He starts with a Riemmannian manifold $\Sigma$ that is $\mathbb{H}^2/\Gamma$, a quotient of the hyperbolic space by some group of isometries. He then takes an isometry $\tau:\Sigma\rightarrow\Sigma$ and defines $M=\Sigma\times[0,1]/[(x,0)\sim(\tau(x),1)]$ the mapping torus.
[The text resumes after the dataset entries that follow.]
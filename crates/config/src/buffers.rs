//! Ring buffer and admission configuration

use serde::Deserialize;

/// Capacities of the two in-memory ring buffers
///
/// ```toml
/// [buffers]
/// process_capacity = 65536
/// output_capacity = 65536
/// ```
#[derive(Debug, Clone, Deserialize)]
#[serde(default)]
pub struct BuffersConfig {
    /// Slots in the journal → process buffer
    pub process_capacity: usize,

    /// Slots in the process → output buffer
    pub output_capacity: usize,
}

impl Default for BuffersConfig {
    fn default() -> Self {
        Self {
            process_capacity: 65536,
            output_capacity: 65536,
        }
    }
}

/// Hysteresis band for admission control
///
/// Input is throttled once the process buffer fills past `high_water`
/// percent and admitted again only after it drains below `low_water`.
///
/// ```toml
/// [admission]
/// high_water = 95.0
/// low_water = 80.0
/// ```
#[derive(Debug, Clone, Deserialize)]
#[serde(default)]
pub struct AdmissionConfig {
    /// Utilization percent that starts throttling
    pub high_water: f64,

    /// Utilization percent that resumes admission
    pub low_water: f64,
}

impl Default for AdmissionConfig {
    fn default() -> Self {
        Self {
            high_water: 95.0,
            low_water: 80.0,
        }
    }
}

#[cfg(test)]
mod tests {
    use super::*;

    #[test]
    fn test_defaults() {
        let buffers = BuffersConfig::default();
        assert_eq!(buffers.process_capacity, 65536);
        assert_eq!(buffers.output_capacity, 65536);

        let admission = AdmissionConfig::default();
        assert_eq!(admission.high_water, 95.0);
        assert_eq!(admission.low_water, 80.0);
    }

    #[test]
    fn test_deserialize_partial() {
        let buffers: BuffersConfig = toml::from_str("output_capacity = 128").unwrap();
        assert_eq!(buffers.process_capacity, 65536);
        assert_eq!(buffers.output_capacity, 128);
    }
}
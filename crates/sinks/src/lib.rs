//! Sluice - Sinks
//!
//! Downstream destinations for the output dispatcher.
//!
//! # Architecture
//!
//! The dispatcher drains a batch from the output buffer and calls
//! [`Sink::write`] on the configured sink. A write either accepts the whole
//! batch or fails; retry and drop policy live in the dispatcher.
//!
//! ```text
//! [Output buffer] --drain_batch--> [OutputDispatcher] --write(&[JournalEntry])--> [Sink]
//! ```
//!
//! # Available Sinks
//!
//! | Sink | Purpose |
//! |------|---------|
//! | `null` | Benchmarking (discard all) |
//! | `stdout` | Debug output, one line per message |
//! | `file` | Append one line per message to a file |
//!
//! # Example
//!
//! ```
//! use sluice_config::SinkConfig;
//! use sluice_sinks::{Sink, SinkKind};
//!
//! let sink = SinkKind::from_config(&SinkConfig::Null).unwrap();
//! assert_eq!(sink.name(), "null");
//! ```

// =============================================================================
// Sink implementations (each in its own submodule)
// =============================================================================

/// Null sink - discards all data (for benchmarking)
pub mod null;

/// Stdout sink - human-readable debug output
pub mod stdout;

/// File sink - appends one line per message
pub mod file;

// =============================================================================
// Shared types
// =============================================================================

mod common;
mod kind;
mod rate_limited_logger;

pub use common::{Sink, SinkError, format_batch, format_line};
pub use file::FileSink;
pub use kind::SinkKind;
pub use null::NullSink;
pub use rate_limited_logger::{DEFAULT_LOG_INTERVAL, RateLimitedLogger};
pub use stdout::StdoutSink;
impl Segment {
    /// Create a new, empty active segment in `dir`
    pub fn create(dir: &Path, base_offset: u64) -> Result<Self> {
        let path = dir.join(segment_file_name(base_offset));
        let file = OpenOptions::new()
            .write(true)
            .create_new(true)
            .open(&path)
            .map_err(|e| JournalError::io(&path, e))?;

        let now = SystemTime::now();
        Ok(Self {
            base_offset,
            path,
            writer: Some(BufWriter::with_capacity(WRITE_BUFFER_SIZE, file)),
            size: 0,
            first_offset: None,
            next_offset: base_offset,
            index: Vec::new(),
            last_indexed_position: None,
            created_at: now,
            last_modified: now,
        })
    }

    /// Scan an existing segment file, validating every record
    ///
    /// Incomplete trailing records are always cut off. A checksum or
    /// ordering failure truncates the active segment but condemns a sealed
    /// one, since later records in it can no longer be trusted.
    pub fn recover(path: &Path, base_offset: u64, is_active: bool) -> Result<Recovery> {
        let data = fs::read(path).map_err(|e| JournalError::io(path, e))?;
        let metadata = fs::metadata(path).map_err(|e| JournalError::io(path, e))?;
        let last_modified = metadata.modified().unwrap_or_else(|_| SystemTime::now());
        let created_at = metadata.created().unwrap_or(last_modified);

        let mut segment = Self {
            base_offset,
            path: path.to_path_buf(),
            writer: None,
            size: 0,
            first_offset: None,
            next_offset: base_offset,
            index: Vec::new(),
            last_indexed_position: None,
            created_at,
            last_modified,
        };

        let max_payload = data.len();
        let mut position = 0usize;
        let mut failure: Option<(&'static str, bool)> = None;

        while position < data.len() {
            match record::decode(&data[position..], max_payload) {
                Decoded::Record(entry, len) => {
                    if entry.offset < segment.next_offset {
                        failure = Some(("offset out of order", false));
                        break;
                    }
                    segment.track_record(entry.offset, position as u64, len as u64);
                    position += len;
                }
                Decoded::Incomplete => {
                    failure = Some(("incomplete trailing record", true));
                    break;
                }
                Decoded::Corrupt(reason) => {
                    failure = Some((reason, false));
                    break;
                }
            }
        }

        let Some((reason, torn)) = failure else {
            return Ok(Recovery::Clean(segment));
        };

        if !torn && !is_active {
            return Ok(Recovery::Corrupt { reason });
        }

        let file = OpenOptions::new()
            .write(true)
            .open(path)
            .map_err(|e| JournalError::io(path, e))?;
        file.set_len(position as u64)
            .map_err(|e| JournalError::io(path, e))?;
        file.sync_all().map_err(|e| JournalError::io(path, e))?;

        Ok(Recovery::Truncated {
            dropped_bytes: (data.len() - position) as u64,
            segment,
            reason,
        })
    }

    /// Reopen a recovered segment so it can take appends
    pub fn open_for_append(&mut self) -> Result<()> {
        if self.writer.is_some() {
            return Ok(());
        }
        let file = OpenOptions::new()
            .append(true)
            .open(&self.path)
            .map_err(|e| JournalError::io(&self.path, e))?;
        self.writer = Some(BufWriter::with_capacity(WRITE_BUFFER_SIZE, file));
        Ok(())
    }

    /// Append one encoded record
    ///
    /// The record reaches the OS before this returns, so it survives a
    /// process crash; fsync is left to the caller's policy.
    pub fn append(&mut self, encoded: &[u8], offset: u64, now: SystemTime) -> io::Result<()> {
        let writer = self
            .writer
            .as_mut()
            .ok_or_else(|| io::Error::other("segment is sealed"))?;
        writer.write_all(encoded)?;
        writer.flush()?;

        self.track_record(offset, self.size, encoded.len() as u64);
        self.last_modified = now;
        Ok(())
    }

    fn track_record(&mut self, offset: u64, position: u64, len: u64) {
        let due = self
            .last_indexed_position
            .is_none_or(|last| position - last >= INDEX_INTERVAL_BYTES);
        if due {
            self.index.push((offset, position));
            self.last_indexed_position = Some(position);
        }
        self.first_offset.get_or_insert(offset);
        self.next_offset = offset + 1;
        self.size = position + len;
    }

    /// Push buffered bytes to the OS, optionally fsyncing
    pub fn flush(&mut self, sync: bool) -> io::Result<()> {
        if let Some(writer) = self.writer.as_mut() {
            writer.flush()?;
            if sync {
                writer.get_ref().sync_data()?;
            }
        }
        Ok(())
    }

    /// Flush, fsync and drop the writer; the segment becomes immutable
    pub fn seal(&mut self) -> io::Result<()> {
        self.flush(true)?;
        self.writer = None;
        Ok(())
    }

    /// Byte range a read starting at `from` has to scan
    pub fn read_view(&self, from: u64) -> ReadView {
        let idx = self.index.partition_point(|(offset, _)| *offset <= from);
        let start_position = if idx == 0 { 0 } else { self.index[idx - 1].1 };
        ReadView {
            path: self.path.clone(),
            start_position,
            end_position: self.size,
        }
    }

    pub fn base_offset(&self) -> u64 {
        self.base_offset
    }

    pub fn path(&self) -> &Path {
        &self.path
    }

    pub fn size(&self) -> u64 {
        self.size
    }

    pub fn first_offset(&self) -> Option<u64> {
        self.first_offset
    }

    /// Offset of the last record, if the segment holds any
    pub fn last_offset(&self) -> Option<u64> {
        self.first_offset.map(|_| self.next_offset - 1)
    }

    pub fn next_offset(&self) -> u64 {
        self.next_offset
    }

    pub fn is_empty(&self) -> bool {
        self.first_offset.is_none()
    }

    pub fn is_sealed(&self) -> bool {
        self.writer.is_none()
    }

    pub fn created_at(&self) -> SystemTime {
        self.created_at
    }

    pub fn last_modified(&self) -> SystemTime {
        self.last_modified
    }

    #[cfg(test)]
    pub fn index_len(&self) -> usize {
        self.index.len()
    }
}
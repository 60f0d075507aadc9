//! Process stage
//!
//! Workers move entries from the process buffer to the output buffer
//! through a [`Processor`]. The default processor forwards every entry
//! unchanged; entries a processor drops are acknowledged right away so the
//! journal can still commit past them.

use std::sync::Arc;

use sluice_buffer::RingBuffer;
use sluice_journal::JournalEntry;
use tokio_util::sync::CancellationToken;
use tracing::debug;

use crate::ack::AckTracker;
use crate::metrics::PipelineMetrics;

/// Entries a worker takes from the process buffer at once
const WORKER_BATCH: usize = 256;

/// Per-entry transformation applied between the two buffers
pub trait Processor: Send + Sync {
    /// Transform one entry; `None` drops it
    fn process(&self, entry: JournalEntry) -> Option<JournalEntry>;
}

/// Forwards every entry unchanged
#[derive(Debug, Clone, Copy, Default)]
pub struct PassThrough;

impl Processor for PassThrough {
    #[inline]
    fn process(&self, entry: JournalEntry) -> Option<JournalEntry> {
        Some(entry)
    }
}

/// Shared state for the process-stage workers
#[derive(Clone)]
pub struct ProcessStage {
    process: Arc<RingBuffer<JournalEntry>>,
    output: Arc<RingBuffer<JournalEntry>>,
    processor: Arc<dyn Processor>,
    acks: Arc<AckTracker>,
    metrics: Arc<PipelineMetrics>,
}

impl std::fmt::Debug for ProcessStage {
    fn fmt(&self, f: &mut std::fmt::Formatter<'_>) -> std::fmt::Result {
        f.debug_struct("ProcessStage")
            .field("process", &self.process)
            .field("output", &self.output)
            .finish()
    }
}

impl ProcessStage {
    pub(crate) fn new(
        process: Arc<RingBuffer<JournalEntry>>,
        output: Arc<RingBuffer<JournalEntry>>,
        processor: Arc<dyn Processor>,
        acks: Arc<AckTracker>,
        metrics: Arc<PipelineMetrics>,
    ) -> Self {
        Self {
            process,
            output,
            processor,
            acks,
            metrics,
        }
    }

    /// Run one worker until cancelled
    ///
    /// An entry already taken from the process buffer when cancellation
    /// arrives is left unacknowledged and replayed after restart.
    pub async fn run_worker(self, worker_id: usize, cancel: CancellationToken) {
        debug!(worker_id, "process worker started");

        'outer: loop {
            let batch = self.process.drain_batch(WORKER_BATCH);
            if batch.is_empty() {
                tokio::select! {
                    _ = cancel.cancelled() => break,
                    _ = self.process.wait_for_items() => continue,
                }
            }

            for entry in batch {
                let offset = entry.offset;
                let Some(mut pending) = self.processor.process(entry) else {
                    self.metrics.record_filtered();
                    self.acks.ack([offset]);
                    continue;
                };

                loop {
                    match self.output.put(pending) {
                        Ok(()) => {
                            self.metrics.record_processed();
                            break;
                        }
                        Err(back) => {
                            pending = back;
                            tokio::select! {
                                _ = cancel.cancelled() => break 'outer,
                                _ = self.output.wait_for_space() => {}
                            }
                        }
                    }
                }
            }

            if cancel.is_cancelled() {
                break;
            }
        }

        debug!(worker_id, "process worker stopped");
    }
}
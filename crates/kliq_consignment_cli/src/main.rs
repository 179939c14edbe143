//! Consignment settlement CLI.
//!
//! `publishers` lists the publisher identifiers of a master workbook;
//! `liquidate` renders every settlement report and writes them as one zip.

use std::fs;
use std::path::{Path, PathBuf};

use anyhow::{Context, Result};
use clap::{Parser, Subcommand};
use tracing::{info, warn};
use tracing_subscriber::{layer::SubscriberExt, util::SubscriberInitExt};

use kliq_consignment::{
    LiquidationError, SpecLiquidationOutput, TypeContactBook, generate_reports, package_reports,
    parse_contact_book, parse_publishers,
};

const C_OUTPUT_DEFAULT: &str = "Liquidaciones_Consignaciones.zip";

#[derive(Parser)]
#[command(
    name = "kliq-consignment",
    about = "Compute per-publisher consignment settlements from a master inventory workbook."
)]
struct Args {
    #[command(subcommand)]
    command: Command,
}

#[derive(Subcommand)]
enum Command {
    /// Print the publisher identifiers found in a master workbook, one per line.
    Publishers {
        /// Master inventory workbook.
        master: PathBuf,
    },
    /// Render one settlement report per publisher and pack them into a zip.
    Liquidate {
        /// Master inventory workbook.
        #[arg(long, value_name = "PATH")]
        master: PathBuf,

        /// Logo image placed at the top-left corner of every report.
        #[arg(long, value_name = "PATH")]
        logo: Option<PathBuf>,

        /// JSON contact book keyed by publisher identifier.
        #[arg(long, value_name = "PATH")]
        contacts: Option<PathBuf>,

        /// Output zip archive.
        #[arg(long, value_name = "PATH", default_value = C_OUTPUT_DEFAULT)]
        output: PathBuf,
    },
}

fn main() -> Result<()> {
    tracing_subscriber::registry()
        .with(
            tracing_subscriber::EnvFilter::try_from_default_env()
                .unwrap_or_else(|_| "kliq_consignment=info,kliq_consignment_cli=info".into()),
        )
        .with(tracing_subscriber::fmt::layer().with_writer(std::io::stderr))
        .init();

    let args = Args::parse();
    match args.command {
        Command::Publishers { master } => {
            for c_id in run_publishers(&master)? {
                println!("{c_id}");
            }
        }
        Command::Liquidate {
            master,
            logo,
            contacts,
            output,
        } => {
            let result = run_liquidate(&master, logo.as_deref(), contacts.as_deref(), &output)?;
            for c_filename in result.filenames() {
                println!("generated: {c_filename}");
            }
            for c_id in &result.no_data {
                println!("no data: {c_id}");
            }
            println!("archive: {}", output.display());
        }
    }
    Ok(())
}

fn run_publishers(master: &Path) -> Result<Vec<String>> {
    let v_bytes =
        fs::read(master).with_context(|| format!("reading master {}", master.display()))?;
    parse_publishers(&v_bytes).context("could not parse upload")
}

fn run_liquidate(
    master: &Path,
    logo: Option<&Path>,
    contacts: Option<&Path>,
    output: &Path,
) -> Result<SpecLiquidationOutput> {
    let v_bytes =
        fs::read(master).with_context(|| format!("reading master {}", master.display()))?;
    let v_logo = logo.and_then(load_logo_bytes);
    let book = contacts.map(load_contact_book).unwrap_or_default();

    let result = generate_reports(&v_bytes, v_logo.as_deref(), Some(&book))
        .context("could not parse upload")?;
    if !result.missing_columns.is_empty() {
        warn!(missing = ?result.missing_columns, "master lacks required columns");
    }
    if result.files.is_empty() {
        return Err(LiquidationError::NoSettlements.into());
    }

    let v_archive = package_reports(&result.files)?;
    fs::write(output, v_archive)
        .with_context(|| format!("writing archive {}", output.display()))?;
    info!(
        n_reports = result.files.len(),
        output = %output.display(),
        "archive written"
    );
    Ok(result)
}

/// An unreadable logo only drops the image from the reports.
fn load_logo_bytes(path: &Path) -> Option<Vec<u8>> {
    match fs::read(path) {
        Ok(v_logo) => Some(v_logo),
        Err(err) => {
            warn!(path = %path.display(), %err, "logo unreadable; reports will have none");
            None
        }
    }
}

/// An unreadable or invalid contact book degrades to an empty one.
fn load_contact_book(path: &Path) -> TypeContactBook {
    let result = fs::read(path)
        .map_err(LiquidationError::from)
        .and_then(|v_bytes| parse_contact_book(&v_bytes));
    match result {
        Ok(book) => book,
        Err(err) => {
            warn!(path = %path.display(), %err, "contact book ignored");
            TypeContactBook::new()
        }
    }
}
It is claimed in the article that if you take a geodesic $\gamma$ in $M$ then the tube around it has a flat metric on it's boundary. This (unless in am missing something) is not true for the product metric. you can take $(t,\rho,z)$ to be your coordinates when $(t,\rho)$ are the Fermi coordinates in $\mathbb{H}^2$ then $ds^2=d\rho^2+cosh^2(\rho)dt^2+dz^2$ will not be flat at the boundary.

The boundary of a tube around a geodesic is flat, if you you think of a quotient of $\mathbb{H}^3$ (and that is what I originally thought he did) but $(x,r)\rightarrow(\tau(x),r+1)$ is not an isometry of $\mathbb{H}^3$, so you cant get $M=\mathbb{H}^3/G$.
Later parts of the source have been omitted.